The study, which is part of the Medical Research Council’s Cognitive Function and Ageing Studies (CFAS) looked at the medication records of over 13,000 people, using a tool that finds and grades the levels of blockade. The results showed that the greater the blockade caused by the drug, the higher the level of brain dysfunction, and the greater the risk of death.

Medication

Medication

About fifty per cent of the people in the study were taking drugs that have potentially anticholinergic activity or AntiCholinergic Burden (ACB). The study ranked each drug according to the strength of its anticholergenic activity. Those that had no effect ranked 0, then 1 for mild effect, 2 for moderate effect and 3 for severe effect. The drugs in this latter group included anti-depressants, such as Amitriptyline, Imapramine and Clomipramine, tranquilisers such as Chlorpromazine, and antihistamines such as Chlorphenamine. Other drugs which have an anticholinergic effect are painkillers such as Codeine, Beclometasone taken for asthma, and Timolol eyedrops, taken for glaucoma.
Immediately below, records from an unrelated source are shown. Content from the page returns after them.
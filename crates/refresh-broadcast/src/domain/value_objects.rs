//! Value objects for the refresh broadcast: the wire constant, the per-send
//! payload buffer, transport flags, and pass/lifetime counters.

use std::fmt;

use uuid::Uuid;

/// 32-bit control code selecting which operation an IPC transaction requests.
///
/// Codes are built by packing four ASCII bytes most-significant-byte first,
/// never by inlining the resulting integer literal.
#[derive(Clone, Copy, Debug, PartialEq, Eq, Hash)]
pub struct TransactionCode(u32);

impl TransactionCode {
    /// Packs four ASCII bytes into a code, most-significant byte first.
    #[must_use]
    pub const fn pack(bytes: [u8; 4]) -> Self {
        Self(
            ((bytes[0] as u32) << 24)
                | ((bytes[1] as u32) << 16)
                | ((bytes[2] as u32) << 8)
                | (bytes[3] as u32),
        )
    }

    /// The raw 32-bit code as it crosses the transport.
    #[must_use]
    pub const fn as_u32(&self) -> u32 {
        self.0
    }
}

impl fmt::Display for TransactionCode {
    fn fmt(&self, f: &mut fmt::Formatter<'_>) -> fmt::Result {
        write!(f, "{:#010x}", self.0)
    }
}

/// The refresh signal: packed `'_' 'S' 'P' 'R'`.
///
/// MUST stay bit-exact (`0x5F535052`) for compatibility with receivers that
/// match on this specific control code. Identical for every service and
/// constant for the life of the process.
pub const REFRESH_CODE: TransactionCode = TransactionCode::pack(*b"_SPR");

/// Flags word accompanying a control transaction.
#[derive(Clone, Copy, Debug, Default, PartialEq, Eq)]
pub struct TransactFlags(u32);

impl TransactFlags {
    /// No flags set: the caller expects a reply.
    pub const NONE: Self = Self(0);

    /// One-way call: no reply is expected and any reply is discarded.
    pub const ONE_WAY: Self = Self(1);

    /// Whether every flag in `other` is set in `self`.
    #[must_use]
    pub const fn contains(&self, other: Self) -> bool {
        self.0 & other.0 == other.0
    }
}

/// Data buffer attached to one control transaction.
///
/// The refresh signal always carries an empty buffer. A payload is acquired
/// fresh for each send attempt and dropped at the end of that iteration, on
/// every exit path.
#[derive(Debug, Default)]
pub struct TransactionPayload {
    buf: Vec<u8>,
}

impl TransactionPayload {
    /// Acquires a fresh, empty payload buffer.
    #[must_use]
    pub fn obtain() -> Self {
        Self::default()
    }

    /// The payload bytes.
    #[must_use]
    pub fn as_slice(&self) -> &[u8] {
        &self.buf
    }

    /// Number of payload bytes.
    #[must_use]
    pub fn len(&self) -> usize {
        self.buf.len()
    }

    /// Whether the buffer carries no data.
    #[must_use]
    pub fn is_empty(&self) -> bool {
        self.buf.is_empty()
    }
}

/// Counters for a single broadcast pass.
///
/// Returned by the synchronous orchestrator entry point for logging and
/// tests; the fire-and-forget trigger never sees it.
#[derive(Clone, Debug)]
pub struct PassStats {
    /// Correlation id carried by every log line this pass emits.
    pub pass_id: Uuid,
    /// Names the registry enumeration returned.
    pub names_listed: usize,
    /// Resolutions attempted (one per listed name).
    pub attempted: usize,
    /// Sends the transport accepted.
    pub reached: usize,
    /// Sends the target or transport rejected.
    pub failed: usize,
    /// Names silently skipped because no live endpoint was bound.
    pub skipped_absent: usize,
    /// Whether the pass aborted before resolving anything
    /// (registry enumeration failed).
    pub aborted: bool,
}

impl PassStats {
    /// Stats for a pass that is about to walk `names_listed` names.
    #[must_use]
    pub fn started(pass_id: Uuid, names_listed: usize) -> Self {
        Self {
            pass_id,
            names_listed,
            attempted: 0,
            reached: 0,
            failed: 0,
            skipped_absent: 0,
            aborted: false,
        }
    }

    /// Stats for a pass aborted at the enumeration step.
    #[must_use]
    pub fn aborted(pass_id: Uuid) -> Self {
        Self {
            pass_id,
            names_listed: 0,
            attempted: 0,
            reached: 0,
            failed: 0,
            skipped_absent: 0,
            aborted: true,
        }
    }
}

/// Cumulative counters across all passes run by one service instance.
#[derive(Clone, Debug, Default)]
pub struct BroadcastMetrics {
    /// Passes that walked the full enumeration.
    pub passes_completed: u64,
    /// Passes aborted because enumeration failed.
    pub passes_aborted: u64,
    /// Sends accepted by the transport, across all passes.
    pub sends_ok: u64,
    /// Sends rejected, across all passes.
    pub sends_failed: u64,
}

#[cfg(test)]
mod tests {
    use super::*;

    #[test]
    fn test_refresh_code_is_bit_exact() {
        assert_eq!(REFRESH_CODE.as_u32(), 0x5F53_5052);
    }

    #[test]
    fn test_pack_is_msb_first() {
        // '_' must land in the most significant byte, 'R' in the least.
        let code = TransactionCode::pack([b'_', b'S', b'P', b'R']);
        assert_eq!(code.as_u32() >> 24, u32::from(b'_'));
        assert_eq!(code.as_u32() & 0xFF, u32::from(b'R'));
    }

    #[test]
    fn test_code_displays_as_hex() {
        assert_eq!(REFRESH_CODE.to_string(), "0x5f535052");
    }

    #[test]
    fn test_payload_starts_empty() {
        let payload = TransactionPayload::obtain();
        assert!(payload.is_empty());
        assert_eq!(payload.len(), 0);
        assert_eq!(payload.as_slice(), &[] as &[u8]);
    }

    #[test]
    fn test_one_way_flag_containment() {
        assert!(TransactFlags::ONE_WAY.contains(TransactFlags::ONE_WAY));
        assert!(TransactFlags::ONE_WAY.contains(TransactFlags::NONE));
        assert!(!TransactFlags::NONE.contains(TransactFlags::ONE_WAY));
    }

    #[test]
    fn test_pass_stats_constructors() {
        let id = Uuid::new_v4();
        let started = PassStats::started(id, 3);
        assert_eq!(started.names_listed, 3);
        assert!(!started.aborted);

        let aborted = PassStats::aborted(id);
        assert_eq!(aborted.names_listed, 0);
        assert!(aborted.aborted);
    }
}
“This is the first large scale study into the long-term impact of medicines which block acetylcholine – a common brain neurotransmitter – on humans and our results show a potentially serious effect on mortality.” said Lead author Dr Chris Fox, clinical senior lecturer at Norwich Medical School, University of East Anglia.

“Clinicians should conduct regular reviews of the medication taken by their older patients, both prescribed and over the counter, and wherever possible avoid prescribing multiple drugs with anticholinergic effects.”
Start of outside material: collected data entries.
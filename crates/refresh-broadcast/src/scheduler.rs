//! Background scheduler for broadcast passes.
//!
//! Implements the [`RefreshBroadcaster`] inbound port by running each pass
//! on its own detached worker thread. The triggering call returns
//! immediately; no completion signal, return value, or error ever reaches
//! the caller. A pass cannot be cancelled, but it is short-lived by
//! construction (bounded by registry size).

use std::sync::Arc;
use std::thread;

use tracing::warn;

use crate::ports::inbound::RefreshBroadcaster;
use crate::ports::outbound::{ControlTransport, ServiceRegistry};
use crate::service::RefreshBroadcastService;

/// Name given to broadcast worker threads.
const WORKER_THREAD_NAME: &str = "refresh-broadcast";

/// Fire-and-forget wrapper around [`RefreshBroadcastService`].
///
/// One dedicated worker thread per trigger. Concurrent triggers spawn
/// independent workers over independently fetched enumeration snapshots.
pub struct BroadcastScheduler<R, T>
where
    R: ServiceRegistry + 'static,
    T: ControlTransport + 'static,
{
    service: Arc<RefreshBroadcastService<R, T>>,
}

impl<R, T> BroadcastScheduler<R, T>
where
    R: ServiceRegistry + 'static,
    T: ControlTransport + 'static,
{
    pub fn new(service: Arc<RefreshBroadcastService<R, T>>) -> Self {
        Self { service }
    }
}

impl<R, T> RefreshBroadcaster for BroadcastScheduler<R, T>
where
    R: ServiceRegistry + 'static,
    T: ControlTransport + 'static,
{
    fn broadcast(&self) {
        let service = Arc::clone(&self.service);
        let spawned = thread::Builder::new()
            .name(WORKER_THREAD_NAME.to_string())
            .spawn(move || {
                let _ = service.run_pass();
            });

        // A spawn failure gets the same treatment as any other failure in
        // this subsystem: logged, never propagated.
        if let Err(e) = spawned {
            warn!(error = %e, "failed to spawn broadcast worker");
        }
    }
}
“Further research must now be undertaken to understand possible reasons for this link and, in particular, whether and how the anticholinergic drugs might cause the increased mortality. In the meantime I strongly advise patients with any concerns to continue taking their medicines until they have consulted their family doctor or their pharmacist.”


Some of the main findings of the study were:

*Twenty percent of participants taking drugs with a total ACB of four or more had died by the end of the two-year study, compared with seven percent of those taking no anticholinergic drugs.

*For every additional ACB point scored, the odds of dying increased by 26 percent.

*Participants taking drugs with a combined ACB of five or more scored more than four percent lower in a cognitive function test than those not on anticholinergic drugs.

Older people tend to be more at risk of these serious side-effects because their brain protection systems may not work efficiently. This can allow drugs to cross into the brain through the bloodstream, when they wouldn’t normally be able to. How can you tell if you or someone close to you is having anticholinergic side effects caused by their medication? Symptoms to watch out for include dizziness, dry mouth, blurred vision, trouble passing water, constipation, and being muddled or sleepy.

“It is very important that we have a clear picture of the side effects of drugs commonly taken by older people with cognitive impairment and other conditions,” said Dr Susanne Sorensen, head of research at the Alzheimer’s Society. “This robust study provides valuable findings, and must be taken seriously. However it is vital that people do not panic or stop taking their medication without consulting their GP.”

The scientists at UEA worked with colleagues at University of Cambridge, Indiana University and National Health Service clinicians. The project was funded by the Medical Research Council (MRC) and the US National Institute on Ageing.